General characteristics
- Class & type: Type VIIC submarine
- Displacement: 769 tonnes (757 long tons) surfaced; 871 t (857 long tons) submerged;
- Length: 67.10 m (220 ft 2 in) o/a; 50.50 m (165 ft 8 in) pressure hull;
- Beam: 6.20 m (20 ft 4 in) o/a; 4.70 m (15 ft 5 in) pressure hull;
- Height: 9.60 m (31 ft 6 in)
- Draught: 4.74 m (15 ft 7 in)
- Installed power: 2,800–3,200 PS (2,100–2,400 kW; 2,800–3,200 bhp) (diesels); 750 PS (550 kW; 740 shp) (electric);
- Propulsion: 2 shafts; 2 × diesel engines; 2 × electric motors.;
- Speed: 17.7 knots (32.8 km/h; 20.4 mph) surfaced; 7.6 knots (14.1 km/h; 8.7 mph) submerged;
- Range: 8,500 nmi (15,700 km; 9,800 mi) at 10 knots (19 km/h; 12 mph) surfaced; 80 nmi (150 km; 92 mi) at 4 knots (7.4 km/h; 4.6 mph) submerged;
- Test depth: 230 m (750 ft); Crush depth: 250–295 m (820–968 ft);
- Complement: 4 officers, 40–56 enlisted
- Armament: 5 × 53.3 cm (21 in) torpedo tubes (four bow, one stern); 14 × torpedoes; 1 × 8.8 cm (3.46 in) deck gun (220 rounds); 2 × twin 2 cm (0.79 in) C/30 anti-aircraft guns;

Service record
- Part of: 8th U-boat Flotilla; 26 September 1942 – 31 May 1943; 6th U-boat Flotilla; 1 – 11 June 1943;
- Identification codes: M 49 394
- Commanders: Oblt.z.S. Wolfgang Schreiner; 26 September 1942 – 11 June 1943;
- Operations: 1 patrol:; 3 – 11 June 1943;
- Victories: None

= German submarine U-417 =

German World War II submarine

German submarine U-417 was a Type VIIC U-boat of Nazi Germany's Kriegsmarine during World War II.
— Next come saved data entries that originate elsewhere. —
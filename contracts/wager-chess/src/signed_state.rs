//! Acceptance checks for opponent-countersigned board snapshots.
//!
//! A player who has been playing off-chain submits the last position the
//! opponent signed together with their own next move. The signature binds
//! the snapshot to one game: `keccak256(xdr(state) || game_id)`.

use soroban_sdk::xdr::ToXdr;
use soroban_sdk::{Address, Bytes, BytesN, Env};

use crate::types::BoardState;
use crate::{SignatureVerifierClient, WagerError};

pub fn state_message(env: &Env, game_id: &BytesN<32>, state: &BoardState) -> BytesN<32> {
    let mut preimage = state.clone().to_xdr(env);
    preimage.append(&Bytes::from_array(env, &game_id.to_array()));
    env.crypto().keccak256(&preimage).into()
}

/// The verifier traps on a malformed or forged signature, so any failed
/// invocation counts as a bad signature, the same as a `false` answer.
pub fn verify_countersignature(
    env: &Env,
    verifier: &Address,
    signer: &Address,
    message: &BytesN<32>,
    signature: &BytesN<64>,
) -> Result<(), WagerError> {
    let client = SignatureVerifierClient::new(env, verifier);
    match client.try_verify(signer, message, signature) {
        Ok(Ok(true)) => Ok(()),
        _ => Err(WagerError::BadSignature),
    }
}

/// Ties are accepted so a player can catch up to the same position.
pub fn ensure_fresh(stored: &BoardState, incoming: &BoardState) -> Result<(), WagerError> {
    if incoming.move_count < stored.move_count {
        return Err(WagerError::StaleState);
    }
    Ok(())
}
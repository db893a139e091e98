#![no_std]

//! # Ed25519 Signature Verifier
//!
//! Verifies that a player signed a 32-byte message hash. Players register
//! the ed25519 public key they sign game snapshots with; game contracts then
//! call `verify(signer, message_hash, signature)`.
//!
//! ## Result semantics
//! - `true`: the signature is valid for the signer's registered key.
//! - `false`: the signer has no registered key (`EvVerifyFailed` is published).
//! - invocation failure: the signature does not verify. The host aborts in
//!   `ed25519_verify`, so callers use `try_verify` and treat any failure as a
//!   rejection.

use soroban_sdk::{
    contract, contracterror, contractevent, contractimpl, contracttype, Address, Bytes, BytesN,
    Env,
};

// ═══════════════════════════════════════════════════════════════════════════════
//  Error codes
// ═══════════════════════════════════════════════════════════════════════════════

#[contracterror]
#[derive(Copy, Clone, Debug, Eq, PartialEq, PartialOrd, Ord)]
#[repr(u32)]
pub enum SigVerifyError {
    KeyNotRegistered = 1,
}

// ═══════════════════════════════════════════════════════════════════════════════
//  Events
// ═══════════════════════════════════════════════════════════════════════════════

#[contractevent]
pub struct EvKeyRegistered {
    pub player: Address,
    pub public_key: BytesN<32>,
}

#[contractevent]
pub struct EvVerifyFailed {
    pub signer: Address,
    pub reason: u32,
}

// ═══════════════════════════════════════════════════════════════════════════════
//  Storage
// ═══════════════════════════════════════════════════════════════════════════════

#[contracttype]
#[derive(Clone)]
enum DataKey {
    Key(Address),
}

// Ledger rate is approximately 5 seconds per ledger on Stellar
const LEDGER_RATE_SECS: u32 = 5;

// Keys stay registered for a year of inactivity
const KEY_TTL_SECONDS: u32 = 365 * 24 * 60 * 60;
const KEY_TTL_LEDGERS: u32 = KEY_TTL_SECONDS / LEDGER_RATE_SECS; // 6,307,200 ledgers

// ═══════════════════════════════════════════════════════════════════════════════
//  Contract
// ═══════════════════════════════════════════════════════════════════════════════

#[contract]
pub struct Ed25519Verifier;

#[contractimpl]
impl Ed25519Verifier {
    /// Register (or rotate) the caller's signing key.
    pub fn register_key(env: Env, player: Address, public_key: BytesN<32>) {
        player.require_auth();

        let key = DataKey::Key(player.clone());
        env.storage().persistent().set(&key, &public_key);
        env.storage()
            .persistent()
            .extend_ttl(&key, KEY_TTL_LEDGERS, KEY_TTL_LEDGERS);

        EvKeyRegistered { player, public_key }.publish(&env);
    }

    pub fn get_key(env: Env, player: Address) -> Result<BytesN<32>, SigVerifyError> {
        env.storage()
            .persistent()
            .get(&DataKey::Key(player))
            .ok_or(SigVerifyError::KeyNotRegistered)
    }

    pub fn verify(
        env: Env,
        signer: Address,
        message_hash: BytesN<32>,
        signature: BytesN<64>,
    ) -> bool {
        let Some(public_key) = env
            .storage()
            .persistent()
            .get::<DataKey, BytesN<32>>(&DataKey::Key(signer.clone()))
        else {
            EvVerifyFailed {
                signer,
                reason: SigVerifyError::KeyNotRegistered as u32,
            }
            .publish(&env);
            return false;
        };

        let message = Bytes::from_array(&env, &message_hash.to_array());
        env.crypto().ed25519_verify(&public_key, &message, &signature);
        true
    }
}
She carried out one patrol. She did not sink or damage any ships.

She was sunk by a British aircraft southeast of Iceland on 11 June 1943.

==Design==
German Type VIIC submarines were preceded by the shorter Type VIIB submarines. U-417 had a displacement of 769 t when at the surface and 871 t while submerged. She had a total length of 67.10 m, a pressure hull length of 50.50 m, a beam of 6.20 m, a height of 9.60 m, and a draught of 4.74 m. The submarine was powered by two Germaniawerft F46 four-stroke, six-cylinder supercharged diesel engines producing a total of 2800 to 3200 PS for use while surfaced, two Siemens-Schuckert GU 343/38–8 double-acting electric motors producing a total of 750 PS for use while submerged. She had two shafts and two 1.23 m propellers. The boat was capable of operating at depths of up to 230 m.
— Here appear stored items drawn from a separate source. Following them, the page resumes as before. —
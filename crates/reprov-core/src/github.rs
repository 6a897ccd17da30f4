//! GitHub REST API client.
//!
//! [`HostingApi`] is the seam the pipeline talks to; [`GitHubClient`] is the
//! reqwest-backed implementation. Tests plug in in-memory fakes.

use async_trait::async_trait;
use reqwest::header::{HeaderMap, HeaderValue, ACCEPT, AUTHORIZATION};
use reqwest::{Response, StatusCode};
use serde::{Deserialize, Serialize};
use tracing::debug;

use crate::error::{ProvisionError, Result};
use crate::locator::RepositoryTarget;
use crate::permissions::ActionsPermissions;

/// Default public API endpoint.
pub const DEFAULT_API_BASE: &str = "https://api.github.com";

const API_VERSION: &str = "2022-11-28";

/// Public key used to seal Actions secrets for one repository.
#[derive(Debug, Clone, PartialEq, Eq, Serialize, Deserialize)]
pub struct ActionsPublicKey {
    pub key_id: String,
    /// Base64-encoded X25519 public key.
    pub key: String,
}

/// Request body for creating or updating an Actions secret.
#[derive(Debug, Clone, PartialEq, Eq, Serialize, Deserialize)]
pub struct EncryptedSecret {
    pub encrypted_value: String,
    pub key_id: String,
}

/// Operations reprov needs from the hosting platform.
#[async_trait]
pub trait HostingApi: Send + Sync {
    /// `true` when the repository metadata is readable with the current token.
    async fn repository_exists(&self, repo: &RepositoryTarget) -> Result<bool>;

    /// Fetch the repository's current Actions public key.
    async fn actions_public_key(&self, repo: &RepositoryTarget) -> Result<ActionsPublicKey>;

    /// Create or update the Actions secret `name`.
    async fn put_actions_secret(
        &self,
        repo: &RepositoryTarget,
        name: &str,
        secret: &EncryptedSecret,
    ) -> Result<()>;

    /// Replace the repository's Actions permission policy.
    async fn update_actions_permissions(
        &self,
        repo: &RepositoryTarget,
        permissions: &ActionsPermissions,
    ) -> Result<()>;
}

/// GitHub client configuration.
#[derive(Debug, Clone)]
pub struct GitHubConfig {
    /// API base URL, without trailing slash.
    pub api_base: String,
    /// Personal access token.
    pub token: String,
}

impl GitHubConfig {
    pub fn new(token: &str) -> Self {
        GitHubConfig {
            api_base: DEFAULT_API_BASE.to_string(),
            token: token.to_string(),
        }
    }

    /// Point the client at another API base (GitHub Enterprise, local stubs).
    pub fn with_api_base(mut self, api_base: &str) -> Self {
        self.api_base = api_base.trim_end_matches('/').to_string();
        self
    }
}

/// reqwest-backed [`HostingApi`].
pub struct GitHubClient {
    config: GitHubConfig,
    http_client: reqwest::Client,
}

impl GitHubClient {
    /// Create a new client with the token installed as a default header.
    pub fn new(config: GitHubConfig) -> Result<Self> {
        let mut auth = HeaderValue::from_str(&format!("Bearer {}", config.token))
            .map_err(|e| ProvisionError::Http(format!("invalid token header: {e}")))?;
        auth.set_sensitive(true);

        let mut headers = HeaderMap::new();
        headers.insert(AUTHORIZATION, auth);
        headers.insert(
            ACCEPT,
            HeaderValue::from_static("application/vnd.github+json"),
        );
        headers.insert("X-GitHub-Api-Version", HeaderValue::from_static(API_VERSION));

        let http_client = reqwest::Client::builder()
            .user_agent(concat!("reprov/", env!("CARGO_PKG_VERSION")))
            .default_headers(headers)
            .build()?;

        Ok(GitHubClient {
            config,
            http_client,
        })
    }

    fn repo_url(&self, repo: &RepositoryTarget, suffix: &str) -> String {
        format!(
            "{}/repos/{}/{}{}",
            self.config.api_base, repo.owner, repo.name, suffix
        )
    }
}

/// Accept `response` when its status is one of `accepted`.
async fn expect_status(response: Response, accepted: &[StatusCode]) -> Result<()> {
    let status = response.status();
    if accepted.contains(&status) {
        return Ok(());
    }
    let body = response.text().await.unwrap_or_default();
    Err(ProvisionError::UnexpectedStatus {
        status: status.as_u16(),
        body,
    })
}

#[async_trait]
impl HostingApi for GitHubClient {
    async fn repository_exists(&self, repo: &RepositoryTarget) -> Result<bool> {
        let response = self.http_client.get(self.repo_url(repo, "")).send().await?;
        let status = response.status();
        debug!(repo = %repo, status = status.as_u16(), "repository lookup");
        Ok(status == StatusCode::OK)
    }

    async fn actions_public_key(&self, repo: &RepositoryTarget) -> Result<ActionsPublicKey> {
        let response = self
            .http_client
            .get(self.repo_url(repo, "/actions/secrets/public-key"))
            .send()
            .await?;

        let status = response.status();
        if status != StatusCode::OK {
            let body = response.text().await.unwrap_or_default();
            return Err(ProvisionError::UnexpectedStatus {
                status: status.as_u16(),
                body,
            });
        }

        let bytes = response.bytes().await?;
        Ok(serde_json::from_slice(&bytes)?)
    }

    async fn put_actions_secret(
        &self,
        repo: &RepositoryTarget,
        name: &str,
        secret: &EncryptedSecret,
    ) -> Result<()> {
        let response = self
            .http_client
            .put(self.repo_url(repo, &format!("/actions/secrets/{name}")))
            .json(secret)
            .send()
            .await?;
        debug!(repo = %repo, secret = name, status = response.status().as_u16(), "secret upsert");
        expect_status(response, &[StatusCode::CREATED, StatusCode::NO_CONTENT]).await
    }

    async fn update_actions_permissions(
        &self,
        repo: &RepositoryTarget,
        permissions: &ActionsPermissions,
    ) -> Result<()> {
        let response = self
            .http_client
            .put(self.repo_url(repo, "/actions/permissions"))
            .json(permissions)
            .send()
            .await?;
        debug!(repo = %repo, status = response.status().as_u16(), "permissions update");
        expect_status(response, &[StatusCode::OK, StatusCode::NO_CONTENT]).await
    }
}

#[cfg(test)]
mod tests {
    use super::*;

    #[test]
    fn test_github_config_new_uses_public_api() {
        let config = GitHubConfig::new("ghp_test");
        assert_eq!(config.api_base, DEFAULT_API_BASE);
        assert_eq!(config.token, "ghp_test");
    }

    #[test]
    fn test_with_api_base_trims_trailing_slash() {
        let config = GitHubConfig::new("t").with_api_base("https://ghe.example.com/api/v3/");
        assert_eq!(config.api_base, "https://ghe.example.com/api/v3");
    }

    #[test]
    fn test_repo_url_layout() {
        let client = GitHubClient::new(GitHubConfig::new("t")).unwrap();
        let repo = RepositoryTarget::new("octo", "widgets");
        assert_eq!(
            client.repo_url(&repo, "/actions/permissions"),
            "https://api.github.com/repos/octo/widgets/actions/permissions"
        );
    }

    #[test]
    fn test_token_with_newline_is_rejected() {
        let result = GitHubClient::new(GitHubConfig::new("bad\ntoken"));
        assert!(matches!(result, Err(ProvisionError::Http(_))));
    }

    #[test]
    fn test_encrypted_secret_body_shape() {
        let body = serde_json::to_value(EncryptedSecret {
            encrypted_value: "c2VhbGVk".to_string(),
            key_id: "568250167242549743".to_string(),
        })
        .unwrap();
        assert_eq!(body["encrypted_value"], "c2VhbGVk");
        assert_eq!(body["key_id"], "568250167242549743");
    }
}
The submarine had a maximum surface speed of 17.7 kn and a maximum submerged speed of 7.6 kn. When submerged, the boat could operate for 80 nmi at 4 kn; when surfaced, she could travel 8500 nmi at 10 kn. U-417 was fitted with five 53.3 cm torpedo tubes (four fitted at the bow and one at the stern), fourteen torpedoes, one 8.8 cm SK C/35 naval gun, 220 rounds, and two twin 2 cm C/30 anti-aircraft guns. The boat had a complement of between forty-four and sixty.

==Service history==
The submarine was laid down on 16 September 1941 at the Danziger Werft (yard) at Danzig (now Gdansk), as yard number 118, launched on 6 June 1942 and commissioned on the 26th September under the command of Oberleutnant zur See Wolfgang Schreiner.

She served with the 8th U-boat Flotilla from 26 September 1942 and the 6th flotilla from 1 June 1943.

===Patrol and loss===
U-417 was sunk on 11 June 1943 southeast of Iceland by depth charges from a British B-17 Flying Fortress of No. 206 Squadron RAF.

Forty-six men were lost with U-417; there were no survivors.

===Aftermath===
U-417s anti-aircraft fire had been accurate. The B-17 ditched; all eight of the crew were forced to share a single dinghy. On 14 June, an American navy PBY Catalina attempted a landing but crashed. Its crew of nine found themselves adrift on two rafts. The B-17 crew were found and rescued by Jack Holmes in a British Catalina of 190 squadron on the same day of their ditching, but the Americans were not found for another five days. Only one man survived, the others died of exposure.